### Exercise objective
Could you copy every record below exactly as it is written?

Extracted data entries
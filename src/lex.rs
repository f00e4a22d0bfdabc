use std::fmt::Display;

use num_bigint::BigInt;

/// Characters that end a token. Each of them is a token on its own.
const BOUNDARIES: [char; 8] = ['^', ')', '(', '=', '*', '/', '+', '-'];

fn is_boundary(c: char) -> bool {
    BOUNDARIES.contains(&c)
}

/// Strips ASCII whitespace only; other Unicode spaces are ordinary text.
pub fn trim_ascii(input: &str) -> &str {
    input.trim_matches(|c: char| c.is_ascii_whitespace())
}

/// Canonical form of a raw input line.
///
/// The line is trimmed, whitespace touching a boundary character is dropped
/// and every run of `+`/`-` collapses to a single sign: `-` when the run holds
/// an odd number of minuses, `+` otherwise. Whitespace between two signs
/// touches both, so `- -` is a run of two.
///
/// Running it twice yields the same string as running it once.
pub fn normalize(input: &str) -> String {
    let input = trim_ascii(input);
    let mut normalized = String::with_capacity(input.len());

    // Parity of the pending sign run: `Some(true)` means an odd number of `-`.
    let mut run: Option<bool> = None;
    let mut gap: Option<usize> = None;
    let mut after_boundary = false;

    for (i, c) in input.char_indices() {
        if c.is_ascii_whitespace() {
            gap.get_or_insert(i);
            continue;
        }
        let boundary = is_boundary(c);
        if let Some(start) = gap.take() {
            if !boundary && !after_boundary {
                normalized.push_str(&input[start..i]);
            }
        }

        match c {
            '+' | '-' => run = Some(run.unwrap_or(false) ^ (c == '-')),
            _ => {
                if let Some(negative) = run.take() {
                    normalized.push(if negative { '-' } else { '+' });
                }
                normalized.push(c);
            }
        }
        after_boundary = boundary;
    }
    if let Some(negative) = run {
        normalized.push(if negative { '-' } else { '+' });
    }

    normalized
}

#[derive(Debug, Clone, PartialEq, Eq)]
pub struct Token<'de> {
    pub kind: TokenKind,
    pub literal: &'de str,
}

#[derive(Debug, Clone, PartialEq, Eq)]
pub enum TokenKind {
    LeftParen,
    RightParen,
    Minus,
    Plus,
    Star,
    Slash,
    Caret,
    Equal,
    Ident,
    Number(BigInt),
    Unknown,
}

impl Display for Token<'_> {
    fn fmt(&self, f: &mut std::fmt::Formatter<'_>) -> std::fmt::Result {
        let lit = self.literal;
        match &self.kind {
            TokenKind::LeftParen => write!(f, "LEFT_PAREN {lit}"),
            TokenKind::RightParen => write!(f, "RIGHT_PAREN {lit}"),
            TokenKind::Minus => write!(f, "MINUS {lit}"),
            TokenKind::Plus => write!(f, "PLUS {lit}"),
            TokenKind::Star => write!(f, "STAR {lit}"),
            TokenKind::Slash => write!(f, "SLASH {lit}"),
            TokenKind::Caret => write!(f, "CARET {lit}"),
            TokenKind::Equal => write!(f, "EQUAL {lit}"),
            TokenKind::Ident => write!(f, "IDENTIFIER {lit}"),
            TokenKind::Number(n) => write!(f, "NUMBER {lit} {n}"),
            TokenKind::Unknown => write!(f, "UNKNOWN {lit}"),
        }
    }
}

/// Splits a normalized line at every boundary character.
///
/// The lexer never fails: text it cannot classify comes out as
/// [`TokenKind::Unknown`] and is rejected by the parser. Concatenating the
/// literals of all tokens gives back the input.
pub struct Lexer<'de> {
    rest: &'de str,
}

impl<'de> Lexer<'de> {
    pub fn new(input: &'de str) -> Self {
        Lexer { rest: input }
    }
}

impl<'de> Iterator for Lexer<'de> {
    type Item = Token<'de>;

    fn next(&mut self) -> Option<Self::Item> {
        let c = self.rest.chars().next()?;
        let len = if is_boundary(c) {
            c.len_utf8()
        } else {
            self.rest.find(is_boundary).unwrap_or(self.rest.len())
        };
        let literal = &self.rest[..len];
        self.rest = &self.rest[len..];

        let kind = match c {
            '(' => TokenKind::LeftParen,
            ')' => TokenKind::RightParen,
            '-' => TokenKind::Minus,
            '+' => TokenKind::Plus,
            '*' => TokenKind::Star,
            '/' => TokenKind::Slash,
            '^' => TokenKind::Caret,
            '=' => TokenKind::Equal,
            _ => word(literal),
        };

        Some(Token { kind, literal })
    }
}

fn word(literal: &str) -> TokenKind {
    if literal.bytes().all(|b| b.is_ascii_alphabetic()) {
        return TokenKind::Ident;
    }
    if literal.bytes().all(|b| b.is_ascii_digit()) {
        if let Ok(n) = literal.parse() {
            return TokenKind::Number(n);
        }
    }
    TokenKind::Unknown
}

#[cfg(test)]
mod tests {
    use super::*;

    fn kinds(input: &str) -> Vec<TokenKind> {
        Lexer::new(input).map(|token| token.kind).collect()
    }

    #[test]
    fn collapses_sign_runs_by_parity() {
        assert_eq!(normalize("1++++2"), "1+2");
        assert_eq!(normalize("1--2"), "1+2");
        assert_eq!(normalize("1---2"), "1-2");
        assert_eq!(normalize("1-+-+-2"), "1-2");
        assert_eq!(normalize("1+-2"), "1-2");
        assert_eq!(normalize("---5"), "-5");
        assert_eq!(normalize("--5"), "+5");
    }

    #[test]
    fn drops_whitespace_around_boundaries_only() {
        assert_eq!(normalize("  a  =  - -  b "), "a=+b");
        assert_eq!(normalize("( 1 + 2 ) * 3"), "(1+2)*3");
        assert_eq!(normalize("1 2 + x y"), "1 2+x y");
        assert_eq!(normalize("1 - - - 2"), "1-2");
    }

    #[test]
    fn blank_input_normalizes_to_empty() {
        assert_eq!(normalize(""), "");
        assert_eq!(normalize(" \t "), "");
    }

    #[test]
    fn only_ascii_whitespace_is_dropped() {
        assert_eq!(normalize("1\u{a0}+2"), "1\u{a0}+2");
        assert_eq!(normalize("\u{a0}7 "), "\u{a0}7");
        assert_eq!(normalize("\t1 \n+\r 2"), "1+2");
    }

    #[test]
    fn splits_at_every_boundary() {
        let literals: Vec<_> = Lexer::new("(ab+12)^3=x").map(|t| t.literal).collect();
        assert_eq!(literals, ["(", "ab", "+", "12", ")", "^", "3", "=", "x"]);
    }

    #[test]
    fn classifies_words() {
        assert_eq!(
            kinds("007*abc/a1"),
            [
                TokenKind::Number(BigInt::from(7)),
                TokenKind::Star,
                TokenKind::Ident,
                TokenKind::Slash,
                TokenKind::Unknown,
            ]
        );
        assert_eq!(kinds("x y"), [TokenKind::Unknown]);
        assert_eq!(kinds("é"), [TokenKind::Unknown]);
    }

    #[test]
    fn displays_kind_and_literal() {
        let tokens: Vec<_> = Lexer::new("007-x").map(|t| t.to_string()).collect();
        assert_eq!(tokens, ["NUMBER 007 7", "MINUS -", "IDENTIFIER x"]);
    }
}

### Solution
filename src/lex.rs
repository f00e4a22d0bfdabc
use std::fmt::Display;

use num_bigint::BigInt;

/// Characters that end a token. Each of them is a token on its own.
const BOUNDARIES: [char; 8] = ['^', ')', '(', '=', '*', '/', '+', '-'];

fn is_boundary(c: char) -> bool {
    BOUNDARIES.contains(&c)
}

/// Strips ASCII whitespace only; other Unicode spaces are ordinary text.
pub fn trim_ascii(input: &str) -> &str {
    input.trim_matches(|c: char| c.is_ascii_whitespace())
}

/// Canonical form of a raw input line.
///
/// The line is trimmed, whitespace touching a boundary character is dropped
/// and every run of `+`/`-` collapses to a single sign: `-` when the run holds
/// an odd number of minuses, `+` otherwise. Whitespace between two signs
/// touches both, so `- -` is a run of two.
///
/// Running it twice yields the same string as running it once.
pub fn normalize(input: &str) -> String {
    let input = trim_ascii(input);
    let mut normalized = String::with_capacity(input.len());

    // Parity of the pending sign run: `Some(true)` means an odd number of `-`.
    let mut run: Option<bool> = None;
    let mut gap: Option<usize> = None;
    let mut after_boundary = false;

    for (i, c) in input.char_indices() {
        if c.is_ascii_whitespace() {
            gap.get_or_insert(i);
            continue;
        }
        let boundary = is_boundary(c);
        if let Some(start) = gap.take() {
            if !boundary && !after_boundary {
                normalized.push_str(&input[start..i]);
            }
        }

        match c {
            '+' | '-' => run = Some(run.unwrap_or(false) ^ (c == '-')),
            _ => {
                if let Some(negative) = run.take() {
                    normalized.push(if negative { '-' } else { '+' });
                }
                normalized.push(c);
            }
        }
        after_boundary = boundary;
    }
    if let Some(negative) = run {
        normalized.push(if negative { '-' } else { '+' });
    }

    normalized
}

#[derive(Debug, Clone, PartialEq, Eq)]
pub struct Token<'de> {
    pub kind: TokenKind,
    pub literal: &'de str,
}

#[derive(Debug, Clone, PartialEq, Eq)]
pub enum TokenKind {
    LeftParen,
    RightParen,
    Minus,
    Plus,
    Star,
    Slash,
    Caret,
    Equal,
    Ident,
    Number(BigInt),
    Unknown,
}

impl Display for Token<'_> {
    fn fmt(&self, f: &mut std::fmt::Formatter<'_>) -> std::fmt::Result {
        let lit = self.literal;
        match &self.kind {
            TokenKind::LeftParen => write!(f, "LEFT_PAREN {lit}"),
            TokenKind::RightParen => write!(f, "RIGHT_PAREN {lit}"),
            TokenKind::Minus => write!(f, "MINUS {lit}"),
            TokenKind::Plus => write!(f, "PLUS {lit}"),
            TokenKind::Star => write!(f, "STAR {lit}"),
            TokenKind::Slash => write!(f, "SLASH {lit}"),
            TokenKind::Caret => write!(f, "CARET {lit}"),
            TokenKind::Equal => write!(f, "EQUAL {lit}"),
            TokenKind::Ident => write!(f, "IDENTIFIER {lit}"),
            TokenKind::Number(n) => write!(f, "NUMBER {lit} {n}"),
            TokenKind::Unknown => write!(f, "UNKNOWN {lit}"),
        }
    }
}

/// Splits a normalized line at every boundary character.
///
/// The lexer never fails: text it cannot classify comes out as
/// [`TokenKind::Unknown`] and is rejected by the parser. Concatenating the
/// literals of all tokens gives back the input.
pub struct Lexer<'de> {
    rest: &'de str,
}

impl<'de> Lexer<'de> {
    pub fn new(input: &'de str) -> Self {
        Lexer { rest: input }
    }
}

impl<'de> Iterator for Lexer<'de> {
    type Item = Token<'de>;

    fn next(&mut self) -> Option<Self::Item> {
        let c = self.rest.chars().next()?;
        let len = if is_boundary(c) {
            c.len_utf8()
        } else {
            self.rest.find(is_boundary).unwrap_or(self.rest.len())
        };
        let literal = &self.rest[..len];
        self.rest = &self.rest[len..];

        let kind = match c {
            '(' => TokenKind::LeftParen,
            ')' => TokenKind::RightParen,
            '-' => TokenKind::Minus,
            '+' => TokenKind::Plus,
            '*' => TokenKind::Star,
            '/' => TokenKind::Slash,
            '^' => TokenKind::Caret,
            '=' => TokenKind::Equal,
            _ => word(literal),
        };

        Some(Token { kind, literal })
    }
}

fn word(literal: &str) -> TokenKind {
    if literal.bytes().all(|b| b.is_ascii_alphabetic()) {
        return TokenKind::Ident;
    }
    if literal.bytes().all(|b| b.is_ascii_digit()) {
        if let Ok(n) = literal.parse() {
            return TokenKind::Number(n);
        }
    }
    TokenKind::Unknown
}

#[cfg(test)]
mod tests {
    use super::*;

    fn kinds(input: &str) -> Vec<TokenKind> {
        Lexer::new(input).map(|token| token.kind).collect()
    }

    #[test]
    fn collapses_sign_runs_by_parity() {
        assert_eq!(normalize("1++++2"), "1+2");
        assert_eq!(normalize("1--2"), "1+2");
        assert_eq!(normalize("1---2"), "1-2");
        assert_eq!(normalize("1-+-+-2"), "1-2");
        assert_eq!(normalize("1+-2"), "1-2");
        assert_eq!(normalize("---5"), "-5");
        assert_eq!(normalize("--5"), "+5");
    }

    #[test]
    fn drops_whitespace_around_boundaries_only() {
        assert_eq!(normalize("  a  =  - -  b "), "a=+b");
        assert_eq!(normalize("( 1 + 2 ) * 3"), "(1+2)*3");
        assert_eq!(normalize("1 2 + x y"), "1 2+x y");
        assert_eq!(normalize("1 - - - 2"), "1-2");
    }

    #[test]
    fn blank_input_normalizes_to_empty() {
        assert_eq!(normalize(""), "");
        assert_eq!(normalize(" \t "), "");
    }

    #[test]
    fn only_ascii_whitespace_is_dropped() {
        assert_eq!(normalize("1\u{a0}+2"), "1\u{a0}+2");
        assert_eq!(normalize("\u{a0}7 "), "\u{a0}7");
        assert_eq!(normalize("\t1 \n+\r 2"), "1+2");
    }

    #[test]
    fn splits_at_every_boundary() {
        let literals: Vec<_> = Lexer::new("(ab+12)^3=x").map(|t| t.literal).collect();
        assert_eq!(literals, ["(", "ab", "+", "12", ")", "^", "3", "=", "x"]);
    }

    #[test]
    fn classifies_words() {
        assert_eq!(
            kinds("007*abc/a1"),
            [
                TokenKind::Number(BigInt::from(7)),
                TokenKind::Star,
                TokenKind::Ident,
                TokenKind::Slash,
                TokenKind::Unknown,
            ]
        );
        assert_eq!(kinds("x y"), [TokenKind::Unknown]);
        assert_eq!(kinds("é"), [TokenKind::Unknown]);
    }

    #[test]
    fn displays_kind_and_literal() {
        let tokens: Vec<_> = Lexer::new("007-x").map(|t| t.to_string()).collect();
        assert_eq!(tokens, ["NUMBER 007 7", "MINUS -", "IDENTIFIER x"]);
    }
}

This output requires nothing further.